The British actor Emma Watson became an international sensation when, at the age of eleven, she starred as the precocious Hermione Granger in the first of the Harry Potter films in 2001. Previously unknown (she had only acted in school plays up to that point), she embarked on a career in the public eye, making seven more blockbuster films adapted from the fantastical novels penned by J. K. Rowling (see here). Towards the completion of the last Potter film, she turned her attention towards education – she graduated from Brown University, in Rhode Island, in 2014 – and women’s rights. As a Global Goodwill Ambassador for UN Women, she has travelled to Uruguay, Malawi, and elsewhere to speak on women’s empowerment issues. In 2016, she started a popular online feminist book club, ‘Our Shared Shelf’, which gained 100,000 members in a few weeks. A year earlier, Time magazine named her to the TIME 100 list of the world’s most influential people, largely in reference to her work in support of women’s and girls’ rights.

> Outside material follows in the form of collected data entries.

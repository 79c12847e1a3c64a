//! The publishing context: the single owner of registry state.
//!
//! Every read and write of the VM list, selection, busy flag, and pending
//! alert goes through [`Publisher::with_state`], which holds one mutex for the
//! duration of the mutation and delivers the resulting events to observers
//! before releasing it. Observers therefore see each mutation whole and in
//! order. Worker threads do their I/O outside the lock and only marshal the
//! final state change onto this context.

use crate::handle::VmHandle;
use hangar_store::{PreferenceStore, VM_LIST_KEY};
use serde::Serialize;
use std::cell::Cell;
use std::path::{Path, PathBuf};
use std::sync::mpsc::{self, Receiver, Sender};
use std::sync::{Mutex, PoisonError};
use tracing::{debug, warn};

thread_local! {
    static ON_PUBLISHER: Cell<bool> = const { Cell::new(false) };
}

/// Whether the current thread is inside [`Publisher::with_state`].
pub fn on_publishing_context() -> bool {
    ON_PUBLISHER.with(Cell::get)
}

struct PublisherMark;

impl PublisherMark {
    fn enter() -> Self {
        ON_PUBLISHER.with(|c| c.set(true));
        PublisherMark
    }
}

impl Drop for PublisherMark {
    fn drop(&mut self) {
        ON_PUBLISHER.with(|c| c.set(false));
    }
}

/// Change notifications delivered to [`crate::Registry::subscribe`] receivers.
#[derive(Debug, Clone, PartialEq, Eq, Serialize)]
#[serde(tag = "event", content = "value", rename_all = "snake_case")]
pub enum RegistryEvent {
    /// The VM list changed structurally; carries the new order of bundle paths.
    MachinesChanged(Vec<PathBuf>),
    /// A listed VM's configuration was replaced in place.
    MachineUpdated(PathBuf),
    SelectionChanged(Option<PathBuf>),
    BusyChanged(bool),
    Alert(String),
    ShowSettings(PathBuf),
}

#[derive(Default)]
pub(crate) struct RegistryState {
    pub(crate) machines: Vec<VmHandle>,
    pub(crate) selected: Option<PathBuf>,
    pub(crate) busy: bool,
    pub(crate) pending_alert: Option<String>,
    pub(crate) show_settings: bool,
    outbox: Vec<RegistryEvent>,
    order_dirty: bool,
    observers: Vec<Sender<RegistryEvent>>,
}

fn same_identity(a: &[VmHandle], b: &[VmHandle]) -> bool {
    a.len() == b.len() && a.iter().zip(b).all(|(x, y)| x == y)
}

impl RegistryState {
    fn paths(&self) -> Vec<PathBuf> {
        self.machines
            .iter()
            .filter_map(|vm| vm.path().map(Path::to_path_buf))
            .collect()
    }

    fn contains(&self, path: &Path) -> bool {
        self.machines.iter().any(|vm| vm.path() == Some(path))
    }

    fn structure_changed(&mut self) {
        self.order_dirty = true;
        let paths = self.paths();
        self.outbox.push(RegistryEvent::MachinesChanged(paths));
        if let Some(selected) = self.selected.clone() {
            if !self.contains(&selected) {
                self.set_selected(None);
            }
        }
    }

    /// Replace the list unless it is identical (by identity, in order) to the
    /// current one. Returns whether anything was published.
    pub(crate) fn replace_machines(&mut self, machines: Vec<VmHandle>) -> bool {
        if same_identity(&self.machines, &machines) {
            return false;
        }
        self.machines = machines;
        self.structure_changed();
        true
    }

    /// Append a persisted handle. A handle whose path is already listed
    /// replaces that entry instead, so paths stay unique.
    pub(crate) fn push_machine(&mut self, vm: VmHandle) {
        if vm.path().is_some() && self.update_machine(vm.clone()) {
            return;
        }
        self.machines.push(vm);
        self.structure_changed();
    }

    /// Swap in a fresh copy of an already listed handle. Returns false when
    /// no entry has that path.
    pub(crate) fn update_machine(&mut self, vm: VmHandle) -> bool {
        let Some(slot) = self.machines.iter_mut().find(|existing| **existing == vm) else {
            return false;
        };
        *slot = vm;
        if let Some(path) = slot.path() {
            self.outbox.push(RegistryEvent::MachineUpdated(path.to_path_buf()));
        }
        true
    }

    pub(crate) fn remove_machine(&mut self, path: &Path) -> Option<VmHandle> {
        let index = self.machines.iter().position(|vm| vm.path() == Some(path))?;
        let removed = self.machines.remove(index);
        self.structure_changed();
        Some(removed)
    }

    /// Move the entry at `from` so that it ends up at index `to` (clamped to
    /// the end of the list).
    pub(crate) fn move_machine(&mut self, from: usize, to: usize) -> Result<(), usize> {
        let len = self.machines.len();
        if from >= len {
            return Err(len);
        }
        let to = to.min(len - 1);
        if from == to {
            return Ok(());
        }
        let vm = self.machines.remove(from);
        self.machines.insert(to, vm);
        self.structure_changed();
        Ok(())
    }

    pub(crate) fn set_selected(&mut self, selected: Option<PathBuf>) {
        if self.selected != selected {
            self.selected.clone_from(&selected);
            self.outbox.push(RegistryEvent::SelectionChanged(selected));
        }
    }

    pub(crate) fn set_busy(&mut self, busy: bool) {
        if self.busy != busy {
            self.busy = busy;
            self.outbox.push(RegistryEvent::BusyChanged(busy));
        }
    }

    pub(crate) fn set_alert(&mut self, message: String) {
        self.pending_alert = Some(message.clone());
        self.outbox.push(RegistryEvent::Alert(message));
    }

    pub(crate) fn raise_show_settings(&mut self, path: PathBuf) {
        self.show_settings = true;
        self.outbox.push(RegistryEvent::ShowSettings(path));
    }

    fn order_projection(&self) -> Vec<String> {
        self.machines.iter().filter_map(VmHandle::bundle_name).collect()
    }

    fn flush(&mut self, prefs: &PreferenceStore) {
        if std::mem::take(&mut self.order_dirty) {
            let order = self.order_projection();
            if let Err(e) = prefs.set_list(VM_LIST_KEY, &order) {
                warn!("failed to persist VM order: {e}");
            } else {
                debug!("persisted VM order ({} entries)", order.len());
            }
        }
        for event in self.outbox.drain(..) {
            self.observers.retain(|tx| tx.send(event.clone()).is_ok());
        }
    }
}

pub(crate) struct Publisher {
    state: Mutex<RegistryState>,
    prefs: PreferenceStore,
}

impl Publisher {
    pub(crate) fn new(prefs: PreferenceStore) -> Self {
        Self {
            state: Mutex::new(RegistryState::default()),
            prefs,
        }
    }

    /// Run `f` on the publishing context, then persist the VM order if the
    /// list changed and deliver queued events.
    pub(crate) fn with_state<R>(&self, f: impl FnOnce(&mut RegistryState) -> R) -> R {
        debug_assert!(
            !on_publishing_context(),
            "publishing context entered re-entrantly"
        );
        // A panic inside a mutation leaves the state usable: every mutation
        // keeps the list consistent before it can fail.
        let mut state = self.state.lock().unwrap_or_else(PoisonError::into_inner);
        let _mark = PublisherMark::enter();
        let result = f(&mut state);
        state.flush(&self.prefs);
        result
    }

    pub(crate) fn subscribe(&self) -> Receiver<RegistryEvent> {
        let (tx, rx) = mpsc::channel();
        self.with_state(|s| s.observers.push(tx));
        rx
    }
}

#[cfg(test)]
mod tests {
    use super::*;
    use crate::handle::VmHandle;
    use hangar_bundle::VmConfig;
    use hangar_store::StoreLayout;

    fn publisher(dir: &Path) -> Publisher {
        let layout = StoreLayout::new(dir);
        layout.initialize().unwrap();
        Publisher::new(PreferenceStore::new(layout))
    }

    fn saved(dir: &Path, name: &str) -> VmHandle {
        let mut vm = VmHandle::unsaved(VmConfig::new(name), dir);
        vm.save().unwrap();
        vm
    }

    #[test]
    fn replace_with_identical_list_publishes_nothing() {
        let dir = tempfile::tempdir().unwrap();
        let publisher = publisher(dir.path());
        let a = saved(dir.path(), "A");
        let rx = publisher.subscribe();

        assert!(publisher.with_state(|s| s.replace_machines(vec![a.clone()])));
        assert!(!publisher.with_state(|s| s.replace_machines(vec![a.clone()])));

        let events: Vec<_> = rx.try_iter().collect();
        assert_eq!(
            events,
            vec![RegistryEvent::MachinesChanged(vec![a.path().unwrap().to_path_buf()])]
        );
    }

    #[test]
    fn push_of_listed_path_does_not_duplicate() {
        let dir = tempfile::tempdir().unwrap();
        let publisher = publisher(dir.path());
        let a = saved(dir.path(), "A");
        publisher.with_state(|s| s.push_machine(a.clone()));
        publisher.with_state(|s| s.push_machine(a.clone()));
        assert_eq!(publisher.with_state(|s| s.machines.len()), 1);
    }

    #[test]
    fn removing_selected_clears_selection_in_same_mutation() {
        let dir = tempfile::tempdir().unwrap();
        let publisher = publisher(dir.path());
        let a = saved(dir.path(), "A");
        let path = a.path().unwrap().to_path_buf();
        publisher.with_state(|s| {
            s.push_machine(a);
            s.set_selected(Some(path.clone()));
        });
        let rx = publisher.subscribe();
        publisher.with_state(|s| {
            s.remove_machine(&path);
        });
        let events: Vec<_> = rx.try_iter().collect();
        assert_eq!(
            events,
            vec![
                RegistryEvent::MachinesChanged(Vec::new()),
                RegistryEvent::SelectionChanged(None),
            ]
        );
    }

    #[test]
    fn move_machine_reorders_and_clamps() {
        let dir = tempfile::tempdir().unwrap();
        let publisher = publisher(dir.path());
        let vms: Vec<_> = ["A", "B", "C"].iter().map(|n| saved(dir.path(), n)).collect();
        publisher.with_state(|s| s.replace_machines(vms));

        publisher.with_state(|s| s.move_machine(0, 99)).unwrap();
        let names: Vec<_> =
            publisher.with_state(|s| s.machines.iter().map(|vm| vm.name().to_owned()).collect());
        assert_eq!(names, vec!["B", "C", "A"]);

        assert_eq!(publisher.with_state(|s| s.move_machine(3, 0)), Err(3));
    }

    #[test]
    fn structural_changes_persist_order() {
        let dir = tempfile::tempdir().unwrap();
        let publisher = publisher(dir.path());
        let a = saved(dir.path(), "A");
        let b = saved(dir.path(), "B");
        publisher.with_state(|s| s.replace_machines(vec![b, a]));

        let prefs = PreferenceStore::new(StoreLayout::new(dir.path()));
        assert_eq!(
            prefs.get_list(VM_LIST_KEY).unwrap(),
            vec!["B.vm".to_owned(), "A.vm".to_owned()]
        );
    }

    #[test]
    fn marker_is_set_only_inside_with_state() {
        let dir = tempfile::tempdir().unwrap();
        let publisher = publisher(dir.path());
        assert!(!on_publishing_context());
        assert!(publisher.with_state(|_| on_publishing_context()));
        assert!(!on_publishing_context());
    }

    #[test]
    fn dropped_observers_are_pruned() {
        let dir = tempfile::tempdir().unwrap();
        let publisher = publisher(dir.path());
        drop(publisher.subscribe());
        publisher.with_state(|s| s.set_busy(true));
        assert!(publisher.with_state(|s| s.observers.is_empty()));
    }
}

In 2014, at the United Nations in New York City, Watson announced the launch of HeforShe, a campaign which aims to make men a bigger part of the conversation surrounding gender equality. Her speech, in which she spoke about the negative impact of gender stereotypes on both men and women, quickly went viral. In a moving passage, she referenced Hillary Clinton’s 1995 speech (see here), which declared women’s rights as human rights and noted how much work remained. The word ‘feminism’, she explained, is too often interpreted as ‘man-hating’. Yet men are also harmed by an unequal world. By framing the movement as an inclusive one in which people of all genders have a stake, HeforShe seeks to create new allies and feminist champions across all parts of society.

HeForShe Launch Campaign 2014

We don’t often talk about men being imprisoned by gender stereotypes but I can see that they are and that when they are free, things will change for women as a natural consequence.

If men don’t have to be aggressive in order to be accepted women won’t feel compelled to be submissive. If men don’t have to control, women won’t have to be controlled.

Both men and women should feel free to be sensitive. Both men and women should feel free to be strong…. It is time that we all perceive gender on a spectrum not as two opposing sets of ideals.

If we stop defining each other by what we are not and start defining ourselves by what we are—we can all be freer and this is what HeForShe is about. It’s about freedom.

I want men to take up this mantle. So their daughters, sisters and mothers can be free from prejudice but also so that their sons have permission to be vulnerable and human too—reclaim those parts of themselves they abandoned and in doing so be a more true and complete version of themselves.

… We are struggling for a uniting word but the good news is we have a uniting movement. It is called HeForShe. I am inviting you to step forward, to be seen to speak up, to be the “he” for “she”. And to ask yourself if not me, who? If not now, when?

I am inviting you to step forward, to be seen to speak up, to be the “he” for “she”. And to ask yourself if not me, who? If not now, when?